If you know in advance that you will have considerable tax-deductible expenses, you may be able to choose which financial year you purchase them in.
For example, if you have a large expense that is tax deductible and your income for that year is going to push you up to the next tax threshold, it may be best to purchase your item right before the end of the tax year. This will lower your taxable income for that year and, in some cases, could move you down into a lower tax bracket.
Alternatively, in a year that you take an extended holiday or unpaid leave and your income (and tax) is lower, it may be more beneficial to delay purchase of larger tax deductible items until the next time your income and tax jump higher. This will help you reduce tax paid on the higher tax bracket and save more money.
Depending on your individual finances or circumstances, making an investment can also help you reduce tax considerably.
However, this is certainly not the case for everyone. Before you decide to invest, speak to your financial planner who can advise you if an investment will suit you. Remember, the investment should benefit you now and into the future – there is no point saving a small amount of tax now a poor investment ends up losing you your original capital in the long run.
If you have a partner, it can be possible to adjust your finances to suit your circumstances. For example, if as a couple you have funds invested in a short term account earning some interest, it would be beneficial to invest it in the name of the lowest income earner as they will have to pay the least tax on the interest earned on that account.
In general, you are taxed on your savings so if you are an avid saver, you could face a hefty tax bill at the end of each year. If you are buying your own home, you can kill two birds with one stone by paying the money you can save each month onto your home loan instead. You pay down your mortgage PLUS you are no longer taxed on that money. The over payment is usually still accessible as a re-draw, should you need to use some of the money in the future. However, watching your home loan get lower and lower can make you think twice before dipping in.

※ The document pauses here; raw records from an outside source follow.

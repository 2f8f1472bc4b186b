//! Typed row builders for each tabular source.
//!
//! Each builder walks the raw table once, runs every cell through the
//! normalizer, skips malformed rows (counting them), and records coercion
//! warnings with row identity. Builders never fail on data — only on a
//! structurally unusable table (required column missing).

use chrono::NaiveDate;

use crate::normalize::{FieldKind, FieldNormalizer, NormalizedField};

use super::csv::CsvTable;
use super::{LoadDiagnostics, LoadError, SourceId};

/// One row of the primary job table.
#[derive(Debug, Clone)]
pub struct OrderJobRow {
    pub job: String,
    pub order: String,
    pub part: String,
    pub description: String,
    pub customer: String,
    pub engineered: bool,
    pub order_qty: f64,
    pub qty_completed: f64,
    pub due_date: Option<NaiveDate>,
    pub need_by: Option<NaiveDate>,
}

/// One row of the labor history export (headerless).
#[derive(Debug, Clone)]
pub struct LaborRow {
    pub job: String,
    pub date: Option<NaiveDate>,
    pub hours: f64,
}

/// One row of the part inventory export.
#[derive(Debug, Clone)]
pub struct InventoryRow {
    pub part: String,
    pub qty_on_hand: f64,
}

/// Positional columns of the headerless labor export:
/// Employee, Date, Type, Code, Hours, Job, Comment.
const LABOR_DATE: usize = 1;
const LABOR_HOURS: usize = 4;
const LABOR_JOB: usize = 5;
const LABOR_MIN_FIELDS: usize = 6;

fn cell(row: &[String], idx: Option<usize>) -> &str {
    idx.and_then(|i| row.get(i)).map(String::as_str).unwrap_or("")
}

struct RowContext<'a> {
    source: SourceId,
    row: usize,
    diag: &'a mut LoadDiagnostics,
}

impl RowContext<'_> {
    fn take(&mut self, field: NormalizedField, column: &str) -> NormalizedField {
        if field.coerced {
            self.diag.record_coercion(self.source, self.row, column);
        }
        field
    }
}

/// Builds primary job rows. The `Job` column is required; every other column
/// degrades to its field default when missing from the export.
pub fn order_job_rows(
    table: &CsvTable,
    normalizer: &FieldNormalizer,
    diag: &mut LoadDiagnostics,
) -> Result<Vec<OrderJobRow>, LoadError> {
    let col_job = table.column("Job").ok_or(LoadError::MissingColumn {
        source_id: SourceId::OrderJobs,
        column: "Job",
    })?;
    let col_order = table.column("Order");
    let col_part = table.column("Part");
    let col_description = table.column("Description");
    let col_customer = table.column("Customer");
    let col_engineered = table.column("Engineered");
    let col_order_qty = table.column("Order Qty");
    let col_qty_completed = table.column("Qty Completed");
    let col_due_date = table.column("Due Date");
    let col_need_by = table.column("Need By");

    let mut rows = Vec::with_capacity(table.rows.len());

    for (i, row) in table.rows.iter().enumerate() {
        // 1-based file line, counting the header.
        let line = i + 2;

        if row.len() != table.header.len() {
            diag.record_skipped(SourceId::OrderJobs);
            continue;
        }

        let job = normalizer
            .normalize(cell(row, Some(col_job)), FieldKind::Text)
            .value
            .into_text();
        if job.is_empty() {
            diag.record_skipped(SourceId::OrderJobs);
            continue;
        }

        let mut ctx = RowContext {
            source: SourceId::OrderJobs,
            row: line,
            diag,
        };
        let engineered = ctx
            .take(
                normalizer.normalize(cell(row, col_engineered), FieldKind::Bool),
                "Engineered",
            )
            .value
            .as_bool();
        let order_qty = ctx
            .take(
                normalizer.normalize(cell(row, col_order_qty), FieldKind::Number),
                "Order Qty",
            )
            .value
            .as_number()
            .unwrap_or(0.0)
            .max(0.0);
        let qty_completed = ctx
            .take(
                normalizer.normalize(cell(row, col_qty_completed), FieldKind::Number),
                "Qty Completed",
            )
            .value
            .as_number()
            .unwrap_or(0.0)
            .max(0.0);
        let due_date = ctx
            .take(
                normalizer.normalize(cell(row, col_due_date), FieldKind::Date),
                "Due Date",
            )
            .value
            .as_date();
        let need_by = ctx
            .take(
                normalizer.normalize(cell(row, col_need_by), FieldKind::Date),
                "Need By",
            )
            .value
            .as_date();

        rows.push(OrderJobRow {
            job,
            order: normalizer
                .normalize(cell(row, col_order), FieldKind::Text)
                .value
                .into_text(),
            part: normalizer
                .normalize(cell(row, col_part), FieldKind::Text)
                .value
                .into_text(),
            description: normalizer
                .normalize(cell(row, col_description), FieldKind::Text)
                .value
                .into_text(),
            customer: normalizer
                .normalize(cell(row, col_customer), FieldKind::Text)
                .value
                .into_text(),
            engineered,
            order_qty,
            qty_completed,
            due_date,
            need_by,
        });
    }

    Ok(rows)
}

/// Builds labor rows from the headerless export. Rows with too few fields,
/// a blank job, or a non-blank unparseable date are skipped as malformed.
pub fn labor_rows(
    records: &[Vec<String>],
    normalizer: &FieldNormalizer,
    diag: &mut LoadDiagnostics,
) -> Vec<LaborRow> {
    let mut rows = Vec::with_capacity(records.len());

    for (i, record) in records.iter().enumerate() {
        let line = i + 1;

        if record.len() < LABOR_MIN_FIELDS {
            diag.record_skipped(SourceId::LaborHistory);
            continue;
        }

        let job = normalizer
            .normalize(cell(record, Some(LABOR_JOB)), FieldKind::Text)
            .value
            .into_text();
        if job.is_empty() {
            diag.record_skipped(SourceId::LaborHistory);
            continue;
        }

        let date_field = normalizer.normalize(cell(record, Some(LABOR_DATE)), FieldKind::Date);
        if date_field.coerced {
            // Covers a stray header row as well as corrupt date cells.
            diag.record_skipped(SourceId::LaborHistory);
            continue;
        }

        let mut ctx = RowContext {
            source: SourceId::LaborHistory,
            row: line,
            diag,
        };
        let hours = ctx
            .take(
                normalizer.normalize(cell(record, Some(LABOR_HOURS)), FieldKind::Number),
                "Hours",
            )
            .value
            .as_number()
            .unwrap_or(0.0)
            .max(0.0);

        rows.push(LaborRow {
            job,
            date: date_field.value.as_date(),
            hours,
        });
    }

    rows
}

/// Builds the backlog order list. Membership only; blank orders are skipped.
pub fn backlog_orders(
    table: &CsvTable,
    normalizer: &FieldNormalizer,
    diag: &mut LoadDiagnostics,
) -> Result<Vec<String>, LoadError> {
    let col_order = table.column("Order").ok_or(LoadError::MissingColumn {
        source_id: SourceId::OrderBacklog,
        column: "Order",
    })?;

    let mut orders = Vec::with_capacity(table.rows.len());
    for row in &table.rows {
        let order = normalizer
            .normalize(cell(row, Some(col_order)), FieldKind::Text)
            .value
            .into_text();
        if order.is_empty() {
            diag.record_skipped(SourceId::OrderBacklog);
            continue;
        }
        orders.push(order);
    }

    Ok(orders)
}

/// Builds inventory rows from the part cost export.
pub fn inventory_rows(
    table: &CsvTable,
    normalizer: &FieldNormalizer,
    diag: &mut LoadDiagnostics,
) -> Result<Vec<InventoryRow>, LoadError> {
    let col_part = table.column("Part").ok_or(LoadError::MissingColumn {
        source_id: SourceId::PartInventory,
        column: "Part",
    })?;
    let col_qty = table
        .column("Qty On Hand")
        .ok_or(LoadError::MissingColumn {
            source_id: SourceId::PartInventory,
            column: "Qty On Hand",
        })?;

    let mut rows = Vec::with_capacity(table.rows.len());
    for (i, row) in table.rows.iter().enumerate() {
        let line = i + 2;

        let part = normalizer
            .normalize(cell(row, Some(col_part)), FieldKind::Text)
            .value
            .into_text();
        if part.is_empty() {
            diag.record_skipped(SourceId::PartInventory);
            continue;
        }

        let mut ctx = RowContext {
            source: SourceId::PartInventory,
            row: line,
            diag,
        };
        let qty_on_hand = ctx
            .take(
                normalizer.normalize(cell(row, Some(col_qty)), FieldKind::Number),
                "Qty On Hand",
            )
            .value
            .as_number()
            .unwrap_or(0.0)
            .max(0.0);

        rows.push(InventoryRow { part, qty_on_hand });
    }

    Ok(rows)
}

Do you plan to sell an asset that is subject to Capital Gains Tax (CGT)? If you are, then there are things you should consider. How long have you owned the asset? If you have owned the asset for longer than twelve months you may be entitled to a 50% Capital Gains discount. If you haven’t owned the asset for at least twelve months, you will have to pay more CGT.
Does your income fluctuate? If so you may choose to sell the asset in a year you expect to earn a lower income, as your capital gain won’t have such an impact of your tax liability
Which methods do you use to reduce tax and maximise your refund?